● Description of the task
Check every line of the data and copy the ones where "ChannelListener" appears.

───── Data for the task

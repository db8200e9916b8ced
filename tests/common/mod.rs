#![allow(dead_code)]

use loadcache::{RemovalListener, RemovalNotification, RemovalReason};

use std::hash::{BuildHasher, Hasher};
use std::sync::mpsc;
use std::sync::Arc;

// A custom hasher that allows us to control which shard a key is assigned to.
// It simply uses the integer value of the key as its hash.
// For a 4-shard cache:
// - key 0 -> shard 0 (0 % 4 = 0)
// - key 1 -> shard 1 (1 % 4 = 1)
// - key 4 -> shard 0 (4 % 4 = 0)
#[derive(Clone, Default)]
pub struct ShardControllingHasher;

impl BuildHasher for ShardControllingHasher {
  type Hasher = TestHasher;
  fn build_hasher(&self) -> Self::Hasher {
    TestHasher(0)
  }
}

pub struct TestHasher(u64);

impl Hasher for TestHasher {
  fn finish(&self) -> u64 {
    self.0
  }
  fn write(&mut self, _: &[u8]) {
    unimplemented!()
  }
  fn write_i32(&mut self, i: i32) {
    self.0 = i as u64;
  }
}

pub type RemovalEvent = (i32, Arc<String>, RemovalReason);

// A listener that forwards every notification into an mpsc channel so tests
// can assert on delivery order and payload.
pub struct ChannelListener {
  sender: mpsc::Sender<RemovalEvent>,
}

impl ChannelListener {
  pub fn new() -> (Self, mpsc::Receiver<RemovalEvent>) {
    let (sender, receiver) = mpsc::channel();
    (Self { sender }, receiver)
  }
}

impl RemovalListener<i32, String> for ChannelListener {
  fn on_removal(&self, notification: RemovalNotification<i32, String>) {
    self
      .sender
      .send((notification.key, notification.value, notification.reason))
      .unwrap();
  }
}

──────────

● Answer to this task
pub struct ChannelListener {
impl ChannelListener {
impl RemovalListener<i32, String> for ChannelListener {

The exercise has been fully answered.